Findings based on decades-long study in Australia
MONDAY, Oct. 28, 2019 (HealthDay News) — A skin cancer prevention program — “SunSmart” — can create lasting changes in sun protection behavior and contribute to the decline in melanoma rates, according to a study published online Oct. 8 in PLOS Medicine.
Tamara Tabbakh, from the Cancer Council Victoria in Melbourne, Australia, and colleagues conducted a survey in Melbourne in the summer before the SunSmart cancer prevention program began (1987 to 1988) and across summers in three subsequent decades (1988 to 2017). Additionally, residents (aged 14 to 69 years) were recruited to weekly telephone interviews during summer months to assess tanning attitudes, sun protection behavior, and sunburn incidence on the weekend prior to the interview.
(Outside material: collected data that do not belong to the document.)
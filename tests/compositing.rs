use ndarray::*;
use patch_heatmap::accumulator::{build_raster, build_raster_parallel};
use patch_heatmap::compositor::{composite, GroupedCompositor};
use patch_heatmap::palette::Palette;
use patch_heatmap::scaler::MinMaxScaler;
use patch_heatmap::{CompositeError, CompositeMode, Patch, Shape, Verbosity};

fn init_logger() {
    let _ = env_logger::builder().is_test(true).try_init();
}

fn group(list: &[(i64, i64, i64, i64, f32)]) -> Vec<Patch<f32>> {
    list.iter().map(|&p| Patch::from(p)).collect()
}

/// Deterministic pseudo-random patches, so that runs are comparable.
fn scattered(seed: u64, count: usize, width: i64, height: i64) -> Vec<Patch<f32>> {
    let mut state = seed;
    let mut next = move |bound: i64| {
        state = state
            .wrapping_mul(6364136223846793005)
            .wrapping_add(1442695040888963407);
        ((state >> 33) as i64).rem_euclid(bound)
    };
    (0..count)
        .map(|_| {
            let x = next(height);
            let y = next(width);
            let cx = next(12) + 1;
            let cy = next(12) + 1;
            let alpha = next(8) as f32 * 0.25;
            Patch::new(x, y, cx, cy, alpha)
        })
        .collect()
}

#[test]
fn overlapping_add_scenario() {
    init_logger();
    let patches = group(&[(0, 0, 5, 5, 1.0), (2, 2, 5, 5, 1.0)]);
    let shape = Shape::from((10, 10));
    let raster = build_raster(&patches, shape, CompositeMode::Add, Verbosity::Summary).unwrap();

    for ((row, col), &v) in raster.indexed_iter() {
        let in_first = row < 5 && col < 5;
        let in_second = (2..7).contains(&row) && (2..7).contains(&col);
        let expected = match (in_first, in_second) {
            (true, true) => 2.0,
            (false, false) => 0.0,
            _ => 1.0,
        };
        assert_eq!(v, expected, "cell ({}, {})", row, col);
    }

    let mut scaler = MinMaxScaler::new();
    let normalized = scaler.fit_transform(&raster).unwrap();
    assert_eq!(normalized[[3, 3]], 1.0);
    assert_eq!(normalized[[0, 0]], 0.5);
    assert_eq!(normalized[[9, 9]], 0.0);
}

#[test]
fn overwrite_scenario_keeps_highest_weight() {
    let patches = group(&[(0, 0, 4, 4, 0.2), (0, 0, 4, 4, 0.9)]);
    let raster = build_raster(
        &patches,
        Shape::new(10, 10),
        CompositeMode::Overwrite,
        Verbosity::Silent,
    )
    .unwrap();
    assert!(raster.slice(s![0..4, 0..4]).iter().all(|&v| v == 0.9));
}

#[test]
fn empty_groups_scenario() {
    let groups: Vec<Vec<Patch<f32>>> = vec![];
    let (rasters, normalized, colored) = composite(
        &groups,
        Shape::new(10, 10),
        CompositeMode::Add,
        Palette::Jet,
        4,
        Verbosity::Silent,
    )
    .unwrap()
    .into_parts();
    assert!(rasters.is_empty() && normalized.is_empty() && colored.is_empty());
}

#[test]
fn transform_is_idempotent_per_scaler() {
    let raster = build_raster(
        &scattered(7, 40, 30, 20),
        Shape::new(30, 20),
        CompositeMode::Add,
        Verbosity::Silent,
    )
    .unwrap();
    let mut scaler = MinMaxScaler::new();
    scaler.fit(&raster);
    assert_eq!(
        scaler.transform(&raster).unwrap(),
        scaler.transform(raster.view()).unwrap()
    );
}

#[test]
fn group_order_does_not_depend_on_workers() {
    init_logger();
    let shape = Shape::new(40, 30);
    let groups: Vec<Vec<Patch<f32>>> = (0..3).map(|seed| scattered(seed, 60, 40, 30)).collect();

    for mode in [
        CompositeMode::Add,
        CompositeMode::Overwrite,
        CompositeMode::OverwritePerimeter,
    ]
    .iter()
    {
        let compositor = GroupedCompositor::new(*mode, Palette::Plasma);
        let single = compositor.composite(&groups, shape).unwrap();
        let pooled = compositor
            .clone()
            .with_workers(4)
            .composite(&groups, shape)
            .unwrap();

        assert_eq!(single.rasters, pooled.rasters);
        assert_eq!(single.normalized, pooled.normalized);
        assert_eq!(single.colored, pooled.colored);
        for (i, patches) in groups.iter().enumerate() {
            let alone = build_raster(patches, shape, *mode, Verbosity::Silent).unwrap();
            assert_eq!(pooled.rasters[i], alone);
        }
    }
}

#[test]
fn parallel_patches_match_sequential() {
    let patches = scattered(42, 200, 64, 48);
    let shape = Shape::new(64, 48);
    for mode in [
        CompositeMode::Add,
        CompositeMode::Overwrite,
        CompositeMode::OverwritePerimeter,
    ]
    .iter()
    {
        let seq = build_raster(&patches, shape, *mode, Verbosity::Silent).unwrap();
        for &workers in &[2, 3, 7] {
            let par = build_raster_parallel(&patches, shape, *mode, workers, Verbosity::Silent)
                .unwrap();
            assert_eq!(seq, par, "mode {} with {} workers", mode, workers);
        }
    }
}

#[test]
fn widest_scaler_bounds_weaker_groups() {
    // maxima 5.0 and 10.0
    let weak = group(&[(0, 0, 4, 4, 2.0), (1, 1, 4, 4, 3.0)]);
    let strong = group(&[(2, 2, 3, 3, 10.0)]);
    let out = GroupedCompositor::new(CompositeMode::Add, Palette::Jet)
        .composite(&[weak, strong], Shape::new(8, 8))
        .unwrap();

    assert_eq!(out.rasters[0].fold(0.0_f32, |m, &v| m.max(v)), 5.0);
    assert_eq!(out.scaler.and_then(|s| s.data_max()), Some(10.0));
    assert!(out.normalized[0].iter().all(|&v| v <= 0.5));
    assert_eq!(out.normalized[0][[1, 1]], 0.5);
    assert_eq!(out.normalized[1][[2, 2]], 1.0);
}

#[test]
fn flat_rasters_stay_finite() {
    let groups = vec![group(&[]), group(&[(50, 50, 3, 3, 1.0)])];
    let out = composite(
        &groups,
        Shape::new(6, 6),
        CompositeMode::Add,
        Palette::Viridis,
        1,
        Verbosity::Silent,
    )
    .unwrap();
    for normalized in &out.normalized {
        assert!(normalized.iter().all(|&v| v == 0.0));
    }
    for colored in &out.colored {
        assert!(colored.iter().all(|v| v.is_finite()));
    }
}

#[test]
fn dropped_patch_leaves_raster_unchanged() {
    let shape = Shape::new(12, 9);
    let kept = group(&[(1, 1, 4, 4, 1.0)]);
    let mut with_dropped = kept.clone();
    // x + cx >= height collapses cx to 0
    with_dropped.push(Patch::new(8, 2, 3, 3, 9.0));
    let a = build_raster(&kept, shape, CompositeMode::Overwrite, Verbosity::Silent).unwrap();
    let b = build_raster(&with_dropped, shape, CompositeMode::Overwrite, Verbosity::Silent).unwrap();
    assert_eq!(a, b);
}

#[test]
fn unknown_names_fail_early() {
    assert!(matches!(
        "average".parse::<CompositeMode>(),
        Err(CompositeError::InvalidMode(_))
    ));
    assert!(matches!(
        GroupedCompositor::from_names("add", "cubehelix"),
        Err(CompositeError::UnknownPalette(_))
    ));
}

#[test]
fn diagnostics_are_written_per_group() {
    init_logger();
    let dir = std::env::temp_dir().join(format!("patch-heatmap-it-{}", std::process::id()));
    let _ = std::fs::remove_dir_all(&dir);

    let groups = vec![
        group(&[(0, 0, 3, 3, 1.0)]),
        group(&[(2, 2, 3, 3, 2.0)]),
    ];
    GroupedCompositor::new(CompositeMode::Add, Palette::Spring)
        .with_verbosity(Verbosity::Diagnostics)
        .with_diagnostics_dir(&dir)
        .composite(&groups, Shape::new(6, 6))
        .unwrap();

    for i in 0..2 {
        for name in &[
            "original.npy",
            "original.png",
            "normalized.png",
            "colored_spring.png",
        ] {
            let path = dir.join(format!("group{}_{}", i, name));
            assert!(path.is_file(), "missing {}", path.display());
        }
    }
    let _ = std::fs::remove_dir_all(&dir);
}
Based on 13,285 respondents, the researchers found that use of sun protection increased rapidly in the decade after SunSmart commenced. Compared with before the implementation of SunSmart, the odds of use of at least one sun protection behavior on summer weekends was three times higher in the 1990s (adjusted odds ratio, 3.04). For maximal sun protection, including shade, there was a smaller increase (adjusted odds ratio, 1.68). Improvements were sustained into the 2000s and further increased in the 2010s.
“With an estimated 20-year lag between sun exposure and melanoma incidence, our findings are consistent with SunSmart having contributed to the reduction in melanoma among younger cohorts,” the authors write.